Une telle mesure est dramatique mais elle répond rationnellement à une réalité qui ne l’est pas moins: le billet de 100 bolivars permet tout juste désormais d’acheter un bonbon et il en faut 500 pour se procurer un hamburger sans frites ni coca. Le retrait brutal annoncé dimanche paraît en revanche beaucoup moins logique. Ne serait-ce que parce qu’il présente toutes sortes d’inconvénients, notamment pour les Vénézuéliens modestes que prétend défendre la révolution chaviste. Le délai imparti empêche nombre d’habitants des campagnes de procéder dans les délais. Quant à l’absence de coupures d’une valeur supérieure à 100 bolivars, il oblige les non-titulaires de comptes à se procurer une quantité de billets plus exorbitante encore qu’auparavant. Ce qui, soit dit en passant, représente un volume peu pratique à transporter dans un pays au taux record de criminalité.

Surtout, les avantages de la manoeuvre sont tout sauf évidents. Rares sont les Vénézuéliens à croire en l’accaparement des coupures concernées par des mafias. Alors quoi? S’agit-il d’une tentative peu orthodoxe de juguler la hausse des prix? «Si tel est l’objectif, le moyen est particulièrement mal choisi, observe le journaliste Victor José Lopez. Tout le monde sait comment se combat l’inflation: en augmentant l’offre et donc en accroissant la productivité des entreprises. Mais ce régime, qui s’est ingénié depuis l’origine à affaiblir le secteur privé, ne veut pas en entendre parler.»
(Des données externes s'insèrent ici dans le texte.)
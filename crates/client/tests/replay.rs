use dump_client::{ClientConfig, ClientError, DumpClient, Geocoder, PhotoFetcher};
use dump_protocol::Photo;
use dump_template::{ApiCalls, ApiTemplates, CapturedCall};
use serde_json::{json, Value};
use std::collections::BTreeMap;
use std::sync::{Arc, Mutex};
use tokio::io::{AsyncReadExt, AsyncWriteExt};
use tokio::net::TcpListener;

#[derive(Debug, Clone)]
struct Recorded {
    request_line: String,
    headers: Vec<(String, String)>,
    body: Vec<u8>,
}

impl Recorded {
    fn header(&self, name: &str) -> Option<&str> {
        self.headers
            .iter()
            .find(|(n, _)| n.eq_ignore_ascii_case(name))
            .map(|(_, v)| v.as_str())
    }

    fn json(&self) -> Value {
        serde_json::from_slice(&self.body).unwrap()
    }
}

/// One-connection-per-request HTTP/1.1 server answering every request with
/// `status` and `body`.
async fn serve(status: u16, body: &'static str) -> (String, Arc<Mutex<Vec<Recorded>>>) {
    let listener = TcpListener::bind("127.0.0.1:0").await.unwrap();
    let addr = listener.local_addr().unwrap();
    let recorded = Arc::new(Mutex::new(Vec::new()));
    let sink = recorded.clone();
    tokio::spawn(async move {
        loop {
            let Ok((mut socket, _)) = listener.accept().await else {
                return;
            };
            let sink = sink.clone();
            tokio::spawn(async move {
                let request = read_request(&mut socket).await;
                sink.lock().unwrap().push(request);
                let response = format!(
                    "HTTP/1.1 {status} X\r\ncontent-type: application/json\r\ncontent-length: {}\r\nconnection: close\r\n\r\n{body}",
                    body.len()
                );
                socket.write_all(response.as_bytes()).await.unwrap();
                socket.shutdown().await.ok();
            });
        }
    });
    (format!("http://{addr}"), recorded)
}

async fn read_request(socket: &mut tokio::net::TcpStream) -> Recorded {
    let mut buf = Vec::new();
    let mut chunk = [0u8; 4096];
    let head_end = loop {
        let n = socket.read(&mut chunk).await.unwrap();
        assert!(n > 0, "connection closed before headers");
        buf.extend_from_slice(&chunk[..n]);
        if let Some(pos) = buf.windows(4).position(|w| w == b"\r\n\r\n") {
            break pos + 4;
        }
    };
    let head = String::from_utf8(buf[..head_end].to_vec()).unwrap();
    let mut lines = head.split("\r\n").filter(|l| !l.is_empty());
    let request_line = lines.next().unwrap().to_string();
    let headers: Vec<(String, String)> = lines
        .filter_map(|line| line.split_once(':'))
        .map(|(n, v)| (n.trim().to_ascii_lowercase(), v.trim().to_string()))
        .collect();
    let length: usize = headers
        .iter()
        .find(|(n, _)| n == "content-length")
        .map(|(_, v)| v.parse().unwrap())
        .unwrap_or(0);
    let mut body = buf[head_end..].to_vec();
    while body.len() < length {
        let n = socket.read(&mut chunk).await.unwrap();
        assert!(n > 0, "connection closed before body");
        body.extend_from_slice(&chunk[..n]);
    }
    Recorded {
        request_line,
        headers,
        body,
    }
}

fn call(base: &str, path: &str, body: Value) -> CapturedCall {
    let mut headers = BTreeMap::new();
    headers.insert("X-Session".to_string(), "abc".to_string());
    headers.insert("Content-Length".to_string(), "9999".to_string());
    headers.insert("Accept-Encoding".to_string(), "br".to_string());
    headers.insert(":authority".to_string(), "bumble.test".to_string());
    CapturedCall {
        url: format!("{base}/mwebapi.phtml?{path}"),
        headers,
        post_body: body.to_string(),
    }
}

fn client_for(base: &str) -> DumpClient {
    let api = ApiCalls {
        get_encounters: call(
            base,
            "SERVER_GET_ENCOUNTERS",
            json!({"body": [{"message_type": 81, "server_get_encounters": {"number": 10}}]}),
        ),
        dislike: call(
            base,
            "SERVER_ENCOUNTERS_VOTE",
            json!({"body": [{"server_encounters_vote": {"person_id": "old", "vote": 2, "vote_source": 1}}]}),
        ),
        update_location: call(
            base,
            "SERVER_UPDATE_LOCATION",
            json!({"body": [{"server_update_location": {"location": {"latitude": 1.0, "longitude": 2.0}}}]}),
        ),
    };
    DumpClient::new(ApiTemplates::load(api).unwrap(), &ClientConfig::default()).unwrap()
}

const PAGE: &str = r#"{"body":[{"client_encounters":{"results":[
    {"user":{"user_id":"u1","name":"Ann","profile_fields":[{"id":"aboutme_text","display_value":"hi"}]}},
    {"user":{"user_id":"u2","name":"Bea"}}
]}}]}"#;

#[tokio::test]
async fn encounters_replay_sends_captured_request() {
    let (base, recorded) = serve(200, PAGE).await;
    let client = client_for(&base);

    let users = client.get_encounters().await.unwrap();
    assert_eq!(users.len(), 2);
    assert_eq!(users[0].bio(), Some("hi"));
    assert!(users[1].scan_date.is_some());

    let requests = recorded.lock().unwrap().clone();
    assert_eq!(requests.len(), 1);
    let request = &requests[0];
    assert!(request.request_line.starts_with("POST /mwebapi.phtml?SERVER_GET_ENCOUNTERS"));
    assert_eq!(request.header("x-session"), Some("abc"));
    assert_ne!(request.header("accept-encoding"), Some("br"));
    assert_eq!(
        request.header("content-length"),
        Some(request.body.len().to_string().as_str())
    );
    assert_eq!(request.json()["body"][0]["server_get_encounters"]["number"], 10);
}

#[tokio::test]
async fn dislike_rewrites_vote_fields() {
    let (base, recorded) = serve(200, "{}").await;
    client_for(&base).dislike("u42").await.unwrap();

    let body = recorded.lock().unwrap()[0].json();
    let vote = &body["body"][0]["server_encounters_vote"];
    assert_eq!(vote["person_id"], "u42");
    assert_eq!(vote["vote"], 3);
    assert_eq!(vote["vote_source"], 1);
}

#[tokio::test]
async fn update_location_rewrites_coordinates() {
    let (base, recorded) = serve(200, "{}").await;
    client_for(&base)
        .update_location(-36.8485, 174.7633)
        .await
        .unwrap();

    let body = recorded.lock().unwrap()[0].json();
    let location = &body["body"][0]["server_update_location"]["location"];
    assert_eq!(location["latitude"], -36.8485);
    assert_eq!(location["longitude"], 174.7633);
}

#[tokio::test]
async fn http_failure_is_reported() {
    let (base, _) = serve(503, "{}").await;
    let err = client_for(&base).get_encounters().await.unwrap_err();
    assert!(matches!(err, ClientError::HttpError(_)), "{err}");
}

#[tokio::test]
async fn photo_fetch_returns_bytes() {
    let (base, recorded) = serve(200, "JPEGDATA").await;
    let photo = Photo {
        id: "p1".to_string(),
        large_url: format!("{base}/p1.jpg"),
        ..Default::default()
    };
    let data = PhotoFetcher::new(&ClientConfig::default())
        .unwrap()
        .fetch(&photo)
        .await
        .unwrap();
    assert_eq!(data, b"JPEGDATA");
    assert!(recorded.lock().unwrap()[0]
        .request_line
        .starts_with("GET /p1.jpg"));
}

#[tokio::test]
async fn geocoder_posts_address_form() {
    let (base, recorded) = serve(200, r#"{"data":{"lat":51.5072,"lng":-0.1276}}"#).await;
    let config = ClientConfig {
        geocode_url: format!("{base}/data.php?operation=geocode"),
        geocode_referer: "https://referer.test/".to_string(),
        ..Default::default()
    };
    let coords = Geocoder::new(&config)
        .unwrap()
        .lookup("London, UK")
        .await
        .unwrap();
    assert_eq!(coords, (51.5072, -0.1276));

    let request = recorded.lock().unwrap()[0].clone();
    assert_eq!(request.header("referer"), Some("https://referer.test/"));
    assert_eq!(
        String::from_utf8(request.body).unwrap(),
        "address=London%2C+UK"
    );
}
«Nous cherchons tous la raison d’une telle décision, renchérit Xabier Coscojuela, rédacteur en chef de la revue Tal Qual. La seule explication qui me vienne à l’esprit est que le régime chaviste souhaite distraire l’attention de ses administrés.» L’économiste et député de l’opposition José Guerra arrive aux mêmes conclusions. «L’inflation est très élevée, commente-t-il, les billets ont perdu récemment une grande partie de leur valeur, bref la situation économique est plus mauvaise que jamais. L’offensive contre les billets de 100 bolivars n’est rien d’autre que le dernier moyen trouvé par le gouvernement pour se dédouaner en désignant un autre coupable.»
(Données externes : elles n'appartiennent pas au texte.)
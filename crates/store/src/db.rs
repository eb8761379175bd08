use crate::cursor::Cursor;
use crate::error::Result;
use dump_protocol::{Location, Photo, User};

/// A dating profile database.
///
/// Implementations are shared between threads; every method takes `&self`.
pub trait Database: Send + Sync {
    /// Insert or replace the user with the same id.
    fn add_user(&self, user: &User) -> Result<()>;
    fn get_user(&self, user_id: &str) -> Result<User>;
    /// Stream every stored user once.
    fn all_users(&self) -> Cursor<User>;
    /// Distinct user locations, sorted.
    fn all_user_locations(&self) -> Result<Vec<String>>;

    fn photo_exists(&self, photo_id: &str) -> Result<bool>;
    /// Store the photo bytes and its metadata; on failure neither is kept.
    fn add_photo(&self, photo: &Photo, data: &[u8]) -> Result<()>;
    fn get_photo(&self, photo_id: &str) -> Result<(Photo, Vec<u8>)>;

    /// Insert or replace the location with the same name.
    fn add_location(&self, location: &Location) -> Result<()>;
    fn get_location(&self, name: &str) -> Result<Location>;
    fn all_locations(&self) -> Cursor<Location>;

    /// Locations within `max_miles` of `(lat, lon)`.
    fn locations_near(&self, lat: f64, lon: f64, max_miles: f64) -> Cursor<Location> {
        let all = self.all_locations();
        Cursor::spawn("locations-near", 16, move |out| {
            for location in all {
                let location = location?;
                if location.distance(lat, lon) <= max_miles && !out.send(location) {
                    break;
                }
            }
            Ok(())
        })
    }
}

/// Distinct locations of every user in `users`, sorted.
pub(crate) fn distinct_locations(users: Cursor<User>) -> Result<Vec<String>> {
    let mut locations = std::collections::BTreeSet::new();
    for user in users {
        locations.insert(user?.location().to_string());
    }
    Ok(locations.into_iter().collect())
}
Noël révolutionnaire à Caracas

Le régime chaviste a volé 3,8 millions de jouets à une société privée pour les distribuer lui-même à Noël

«Nos enfants sont sacrés, nous n’allons pas permettre qu’on les vole le jour de Noël.» C’est ainsi que le directeur de la Super-intendance vénézuélienne pour la défense des droits socio-économiques, William Contreras, a justifié il y a quelques jours l’une des dernières attaques du régime chaviste contre le secteur privé: la saisie de quelque 3,8 millions de jouets à la société Kreisel, le principal distributeur du secteur. L’entreprise ne récupérera plus ses produits: les autorités se sont engagées à les offrir pour les fêtes à des enfants pauvres.

Le gouvernement a adressé de sévères reproches à la société lésée. Elle a accusé Kreisel d’avoir stocké ses jouets depuis des mois voire des années dans le seul but de créer une pénurie au Venezuela et de pouvoir vendre ses produits le moment venu au meilleur prix. «C’est un acte criminel, parce qu’il viole les droits des enfants», a expliqué William Contreras lors d’une émission de télévision.

L’épisode n’est qu’un exemple de rétorsion parmi beaucoup d’autres en ces temps de crise économique aiguë et de chute sensible de la popularité du régime. Une armée d’agents administratifs et de militaires a été déployée dans plus de 200 magasins de Caracas, la capitale, au motif que les prix proposés auraient été gonflés de 300 à 500%. Les commerçants visés crient au populisme et à l’abus de pouvoir, en assurant que la faillite les menace à brève échéance dans ces conditions. Mais il en faut beaucoup plus pour émouvoir le très dévoué William Contreras. «Notre président ouvrier nous a ordonné de garantir des prix justes au peuple et nous sommes en train de le faire, a expliqué le fonctionnaire. Ces tueurs de l’économie ne pourront pas nous priver d’un joyeux Noël.» (E. D.)